Search the data for "AssemblyOutput" and copy every matching line.

DATA EXTRACT:
»»

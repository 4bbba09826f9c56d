/*
Copyright 2025 Connor Nolan

Licensed under the Apache License, Version 2.0 (the "License");
you may not use this file except in compliance with the License.
You may obtain a copy of the License at

    http://www.apache.org/licenses/LICENSE-2.0

Unless required by applicable law or agreed to in writing, software
distributed under the License is distributed on an "AS IS" BASIS,
WITHOUT WARRANTIES OR CONDITIONS OF ANY KIND, either express or implied.
See the License for the specific language governing permissions and
limitations under the License.
*/

pub mod assembler;
pub mod ast;
pub mod config;
pub mod emitter;
pub mod errors;
pub mod file_reader;
pub mod logging;
pub mod parser;

use std::path::Path;

use anyhow::{Context, Result};

use assembler::resolver::ResolveStats;
use assembler::symbol_table::SymbolTable;
use ast::Word;
use config::Config;
use errors::{Diagnostic, DiagnosticKind, DiagnosticSink, Severity};
use file_reader::FileReader;

extern crate pest;
extern crate pest_derive;

pub struct AssemblyOutput {
    pub words: Vec<Word>,
    pub symbols: SymbolTable,
    pub stats: ResolveStats,
    pub diagnostics: Vec<Diagnostic>,
}

impl AssemblyOutput {
    pub fn has_errors(&self) -> bool {
        self.diagnostics
            .iter()
            .any(|d| d.severity == Severity::Error)
    }
}

// The whole pipeline as a pure function of (source, config): no I/O, no
// ambient state, diagnostics accumulated and returned in stable order.
pub fn assemble(source: &str, config: &Config) -> AssemblyOutput {
    let mut diags = DiagnosticSink::new();

    // width_config is the one fatal check; it runs before parsing
    if let Err(reason) = config.validate() {
        diags.error(DiagnosticKind::WidthConfig, None, reason);
        return AssemblyOutput {
            words: Vec::new(),
            symbols: SymbolTable::new(),
            stats: ResolveStats::default(),
            diagnostics: diags.into_sorted(),
        };
    }

    let mut program = parser::parse_source(source, &mut diags);

    let mut symbols = assembler::build_macro_table(&program, &mut diags);
    assembler::layout::assign_addresses(&mut program, config, &mut symbols, &mut diags);
    symbols.evaluate_macros(&mut diags);
    let stats = assembler::resolver::resolve_cells(&mut program, &symbols, &mut diags);
    let words = assembler::encoder::encode_program(&program, config, &mut diags);

    AssemblyOutput {
        words,
        symbols,
        stats,
        diagnostics: diags.into_sorted(),
    }
}

pub fn assemble_file<F: FileReader>(
    source_path: &Path,
    config: &Config,
    reader: &F,
) -> Result<AssemblyOutput> {
    let source = reader
        .read_to_string(source_path)
        .with_context(|| format!("Failed to read input file: {}", source_path.display()))?;
    Ok(assemble(&source, config))
}
/*
Copyright 2025 Connor Nolan

Licensed under the Apache License, Version 2.0 (the "License");
you may not use this file except in compliance with the License.
You may obtain a copy of the License at

    http://www.apache.org/licenses/LICENSE-2.0

Unless required by applicable law or agreed to in writing, software
distributed under the License is distributed on an "AS IS" BASIS,
WITHOUT WARRANTIES OR CONDITIONS OF ANY KIND, either express or implied.
See the License for the specific language governing permissions and
limitations under the License.
*/

pub mod encoder;
pub mod layout;
pub mod resolver;
pub mod symbol_table;

use crate::ast::Program;
use crate::errors::DiagnosticSink;
use symbol_table::SymbolTable;

/// Pass 0: collect macro declarations into the symbol table.
pub fn build_macro_table(program: &Program, diags: &mut DiagnosticSink) -> SymbolTable {
    let mut symbols = SymbolTable::new();
    for decl in &program.macros {
        symbols.define_macro(decl, diags);
    }
    symbols
}
/*
Copyright 2025 Connor Nolan

Licensed under the Apache License, Version 2.0 (the "License");
you may not use this file except in compliance with the License.
You may obtain a copy of the License at

    http://www.apache.org/licenses/LICENSE-2.0

Unless required by applicable law or agreed to in writing, software
distributed under the License is distributed on an "AS IS" BASIS,
WITHOUT WARRANTIES OR CONDITIONS OF ANY KIND, either express or implied.
See the License for the specific language governing permissions and
limitations under the License.
*/

use crate::ast::{Block, Expr, Program};
use crate::errors::{DiagnosticKind, DiagnosticSink};

use super::symbol_table::SymbolTable;

#[derive(Debug, Clone, Default, PartialEq)]
pub struct ResolveStats {
    pub passes: u32,
    pub unresolved: usize,
    // unresolved-cell count after each pass; never increases
    pub history: Vec<usize>,
}

// Attempts to fold an expression tree to an integer. Folding succeeds once
// every leaf is known; an unknown name leaves the cell for a later pass.
pub fn fold(expr: &Expr, symbols: &SymbolTable) -> Option<i64> {
    match expr {
        Expr::Empty => Some(0),
        Expr::Literal(value) => Some(*value),
        Expr::MacroRef(name) => symbols.macro_value(name),
        Expr::AliasRef(name) => symbols.alias_address(name).map(i64::from),
        Expr::FuncRef(name) => symbols.function_address(name).map(i64::from),
        Expr::Binary(lhs, op, rhs) => {
            let lhs = fold(lhs, symbols)?;
            let rhs = fold(rhs, symbols)?;
            Some(op.apply(lhs, rhs))
        }
    }
}

// Multi-pass fixed point over every instruction cell and data-row cell. A
// pass is progressing if it resolved at least one new cell; the loop stops on
// the first pass without progress. Termination is guaranteed because the set
// of unresolved cells strictly shrinks on every progressing pass.
pub fn resolve_cells(
    program: &mut Program,
    symbols: &SymbolTable,
    diags: &mut DiagnosticSink,
) -> ResolveStats {
    let mut history = Vec::new();
    let mut pass: u32 = 0;

    loop {
        pass += 1;
        diags.set_pass(pass);
        let mut progressed = false;
        let mut remaining = 0usize;

        for_each_cell(program, |_, cell| {
            if cell.value.is_none() {
                match fold(&cell.expr, symbols) {
                    Some(value) => {
                        cell.value = Some(value);
                        progressed = true;
                    }
                    None => remaining += 1,
                }
            }
        });
        history.push(remaining);

        if !progressed {
            if remaining > 0 {
                for_each_cell(program, |line, cell| {
                    if cell.value.is_none() {
                        diags.error(
                            DiagnosticKind::UnresolvedSymbol,
                            Some(line),
                            format!("unresolved cell `{}`", cell.expr),
                        );
                    }
                });
            }
            diags.set_pass(0);
            return ResolveStats {
                passes: pass,
                unresolved: remaining,
                history,
            };
        }
    }
}

fn for_each_cell(program: &mut Program, mut visit: impl FnMut(u32, &mut crate::ast::Cell)) {
    for block in &mut program.blocks {
        match block {
            Block::Function(func) => {
                for stmt in &mut func.instructions {
                    for cell in &mut stmt.cells {
                        visit(stmt.line, cell);
                    }
                }
            }
            Block::Memory(mem) => {
                for row in &mut mem.rows {
                    for cell in &mut row.cells {
                        visit(row.line, cell);
                    }
                }
            }
        }
    }
}
/*
Copyright 2025 Connor Nolan

Licensed under the Apache License, Version 2.0 (the "License");
you may not use this file except in compliance with the License.
You may obtain a copy of the License at

    http://www.apache.org/licenses/LICENSE-2.0

Unless required by applicable law or agreed to in writing, software
distributed under the License is distributed on an "AS IS" BASIS,
WITHOUT WARRANTIES OR CONDITIONS OF ANY KIND, either express or implied.
See the License for the specific language governing permissions and
limitations under the License.
*/

use crate::ast::{Block, Program};
use crate::config::Config;
use crate::errors::{DiagnosticKind, DiagnosticSink};

use super::symbol_table::SymbolTable;

struct RangeInfo {
    start: u32,
    len: u32,
    name: String,
    line: u32,
}

impl RangeInfo {
    fn end(&self) -> u32 {
        self.start + self.len
    }

    fn intersects(&self, other: &RangeInfo) -> bool {
        self.start < other.end() && other.start < self.end()
    }
}

// Runs once, after parsing and before resolution: assigns every block its
// start address, publishes the address-bearing name-spaces (functions,
// memories, aliases), and reports range collisions. Addresses are frozen
// from here on.
//
// Functions fill the code section sequentially from the code offset. When
// the data offset bounds the code section from above, a function that would
// run past it restarts at the code offset; overlap detection then reports
// the collision against the blocks already placed there.
pub fn assign_addresses(
    program: &mut Program,
    config: &Config,
    symbols: &mut SymbolTable,
    diags: &mut DiagnosticSink,
) {
    let code_base = config.sections.code;
    let code_end = (config.sections.data > code_base).then_some(config.sections.data);
    let mut code_cursor = code_base;
    let mut data_cursor = config.sections.data;
    let mut code_ranges: Vec<RangeInfo> = Vec::new();
    let mut data_ranges: Vec<RangeInfo> = Vec::new();

    for block in &mut program.blocks {
        match block {
            Block::Function(func) => {
                let len = func.instructions.len() as u32;
                if let Some(end) = code_end {
                    if code_cursor > code_base && code_cursor + len > end {
                        code_cursor = code_base;
                    }
                }
                func.start_address = Some(code_cursor);
                symbols.define_function(&func.name, code_cursor, len, func.line);
                for (index, stmt) in func.instructions.iter().enumerate() {
                    if let Some(alias) = &stmt.alias {
                        symbols.define_alias(alias, code_cursor + index as u32, stmt.line, diags);
                    }
                }
                code_ranges.push(RangeInfo {
                    start: code_cursor,
                    len,
                    name: func.name.clone(),
                    line: func.line,
                });
                code_cursor += len;
            }
            Block::Memory(mem) => {
                let len = mem.rows.len() as u32;
                mem.start_address = Some(data_cursor);
                symbols.define_memory(&mem.name, data_cursor, len, mem.line);
                for (index, row) in mem.rows.iter().enumerate() {
                    if let Some(alias) = &row.alias {
                        symbols.define_alias(alias, data_cursor + index as u32, row.line, diags);
                    }
                }
                data_ranges.push(RangeInfo {
                    start: data_cursor,
                    len,
                    name: mem.name.clone(),
                    line: mem.line,
                });
                data_cursor += len;
            }
        }
    }

    report_overlaps("function", &code_ranges, diags);
    report_overlaps("memory block", &data_ranges, diags);
}

// Pairwise check of half-open [start, start+len) ranges within one
// name-space. Each intersecting pair is reported once, naming both blocks.
fn report_overlaps(what: &str, ranges: &[RangeInfo], diags: &mut DiagnosticSink) {
    for i in 0..ranges.len() {
        for j in i + 1..ranges.len() {
            let (a, b) = (&ranges[i], &ranges[j]);
            if a.intersects(b) {
                diags.error(
                    DiagnosticKind::Overlap,
                    Some(b.line),
                    format!(
                        "{} `{}` (line {}, words {}..{}) overlaps {} `{}` (line {}, words {}..{})",
                        what,
                        b.name,
                        b.line,
                        b.start,
                        b.end(),
                        what,
                        a.name,
                        a.line,
                        a.start,
                        a.end(),
                    ),
                );
            }
        }
    }
}
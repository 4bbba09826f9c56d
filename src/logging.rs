/*
Copyright 2025 Connor Nolan

Licensed under the Apache License, Version 2.0 (the "License");
you may not use this file except in compliance with the License.
You may obtain a copy of the License at

    http://www.apache.org/licenses/LICENSE-2.0

Unless required by applicable law or agreed to in writing, software
distributed under the License is distributed on an "AS IS" BASIS,
WITHOUT WARRANTIES OR CONDITIONS OF ANY KIND, either express or implied.
See the License for the specific language governing permissions and
limitations under the License.
*/

//! Pretty-printing diagnostics to the console

use colored::Colorize;

use crate::errors::{Diagnostic, Severity};

/// Pretty-print one diagnostic to the console
pub fn report(diagnostic: &Diagnostic) {
    match diagnostic.severity {
        Severity::Error => eprintln!("{} {}", "error:".red().bold(), diagnostic),
        Severity::Warning => eprintln!("{} {}", "warning:".yellow().bold(), diagnostic),
    }
}

/// Informational line, shown with `-v`
pub fn info(message: &str) {
    eprintln!("{} {}", "info:".cyan().bold(), message);
}

/// Hard failure outside the diagnostic pipeline (I/O and the like)
pub fn failure(message: &str) {
    eprintln!("{} {}", "error:".red().bold(), message);
}
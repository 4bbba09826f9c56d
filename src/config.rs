/*
Copyright 2025 Connor Nolan

Licensed under the Apache License, Version 2.0 (the "License");
you may not use this file except in compliance with the License.
You may obtain a copy of the License at

    http://www.apache.org/licenses/LICENSE-2.0

Unless required by applicable law or agreed to in writing, software
distributed under the License is distributed on an "AS IS" BASIS,
WITHOUT WARRANTIES OR CONDITIONS OF ANY KIND, either express or implied.
See the License for the specific language governing permissions and
limitations under the License.
*/

use clap::ValueEnum;

use crate::parser::cell_builder::parse_int;

// Two flag bits plus the four configurable fields make one 32-bit word.
pub const PARAM_FIELD_BITS: u32 = 30;

#[derive(Debug, Clone, Copy, PartialEq, Eq)]
pub struct SectionOffsets {
    pub code: u32,
    pub data: u32,
}

impl Default for SectionOffsets {
    fn default() -> Self {
        Self { code: 0, data: 0x50 }
    }
}

#[derive(Debug, Clone, Copy, PartialEq, Eq)]
pub struct FieldWidths {
    pub opcode: u32,
    pub param1: u32,
    pub param2: u32,
    pub param3: u32,
}

impl Default for FieldWidths {
    fn default() -> Self {
        Self {
            opcode: 5,
            param1: 14,
            param2: 5,
            param3: 6,
        }
    }
}

impl FieldWidths {
    pub fn sum(&self) -> u32 {
        self.opcode + self.param1 + self.param2 + self.param3
    }

    // Width of parameter slot 0..=2.
    pub fn param(&self, index: usize) -> u32 {
        match index {
            0 => self.param1,
            1 => self.param2,
            _ => self.param3,
        }
    }
}

// Display base for parameters in the readable report (-f).
#[derive(Debug, Clone, Copy, PartialEq, Eq, ValueEnum)]
pub enum DisplayBase {
    Hex,
    Dec,
    Bin,
}

// Accepted for compatibility (-e); the output is a textual bitstring, so
// there is nothing to byte-swap. Rejecting a reinterpretation is deliberate.
#[derive(Debug, Clone, Copy, PartialEq, Eq, ValueEnum)]
pub enum WordOrder {
    Big,
    Little,
}

#[derive(Debug, Clone, Copy, Default, PartialEq)]
pub struct Config {
    pub sections: SectionOffsets,
    pub widths: FieldWidths,
}

impl Config {
    pub fn validate(&self) -> Result<(), String> {
        let sum = self.widths.sum();
        if sum != PARAM_FIELD_BITS {
            return Err(format!(
                "field widths sum to {}, expected {} (opcode={}, param1={}, param2={}, param3={})",
                sum,
                PARAM_FIELD_BITS,
                self.widths.opcode,
                self.widths.param1,
                self.widths.param2,
                self.widths.param3
            ));
        }
        Ok(())
    }
}

fn split_pairs(text: &str) -> Result<Vec<(&str, &str)>, String> {
    text.split(',')
        .map(|part| {
            part.split_once('=')
                .ok_or_else(|| format!("expected key=value, got `{}`", part))
        })
        .collect()
}

fn parse_uint(text: &str) -> Result<u32, String> {
    parse_int(text.trim())
        .and_then(|value| u32::try_from(value).ok())
        .ok_or_else(|| format!("invalid number `{}`", text.trim()))
}

// Parses the `-m code=<N>,data=<N>` flag value.
pub fn parse_section_offsets(text: &str) -> Result<SectionOffsets, String> {
    let mut offsets = SectionOffsets::default();
    let mut seen_code = false;
    let mut seen_data = false;
    for (key, value) in split_pairs(text)? {
        let value = parse_uint(value)?;
        match key.trim() {
            "code" => {
                offsets.code = value;
                seen_code = true;
            }
            "data" => {
                offsets.data = value;
                seen_data = true;
            }
            other => return Err(format!("unknown section `{}`", other)),
        }
    }
    if !seen_code || !seen_data {
        return Err("both code=<N> and data=<N> are required".to_string());
    }
    Ok(offsets)
}

// Parses the `-w opcode=<N>,param1=<N>,param2=<N>,param3=<N>` flag value.
pub fn parse_field_widths(text: &str) -> Result<FieldWidths, String> {
    let mut widths = FieldWidths::default();
    let mut seen = [false; 4];
    for (key, value) in split_pairs(text)? {
        let value = parse_uint(value)?;
        match key.trim() {
            "opcode" => {
                widths.opcode = value;
                seen[0] = true;
            }
            "param1" => {
                widths.param1 = value;
                seen[1] = true;
            }
            "param2" => {
                widths.param2 = value;
                seen[2] = true;
            }
            "param3" => {
                widths.param3 = value;
                seen[3] = true;
            }
            other => return Err(format!("unknown field `{}`", other)),
        }
    }
    if seen != [true; 4] {
        return Err("opcode, param1, param2 and param3 widths are all required".to_string());
    }
    Ok(widths)
}

#[cfg(test)]
mod tests {
    use super::*;

    #[test]
    fn test_parse_section_offsets() {
        let offsets = parse_section_offsets("code=0,data=0x50").unwrap();
        assert_eq!(offsets, SectionOffsets { code: 0, data: 0x50 });
        let offsets = parse_section_offsets("data=16,code=0b100").unwrap();
        assert_eq!(offsets, SectionOffsets { code: 4, data: 16 });
    }

    #[test]
    fn test_parse_section_offsets_rejects_partial() {
        assert!(parse_section_offsets("code=0").is_err());
        assert!(parse_section_offsets("code=0,heap=1").is_err());
        assert!(parse_section_offsets("code=x,data=1").is_err());
    }

    #[test]
    fn test_parse_field_widths() {
        let widths = parse_field_widths("opcode=5,param1=14,param2=5,param3=6").unwrap();
        assert_eq!(widths, FieldWidths::default());
        assert!(parse_field_widths("opcode=5,param1=14,param2=5").is_err());
    }

    #[test]
    fn test_validate_width_sum() {
        assert!(Config::default().validate().is_ok());
        let config = Config {
            widths: FieldWidths {
                opcode: 6,
                ..FieldWidths::default()
            },
            ..Config::default()
        };
        assert!(config.validate().is_err());
    }
}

««

SOLUTION TO THIS EXERCISE:
pub struct AssemblyOutput {
impl AssemblyOutput {
pub fn assemble(source: &str, config: &Config) -> AssemblyOutput {
        return AssemblyOutput {
    AssemblyOutput {
) -> Result<AssemblyOutput> {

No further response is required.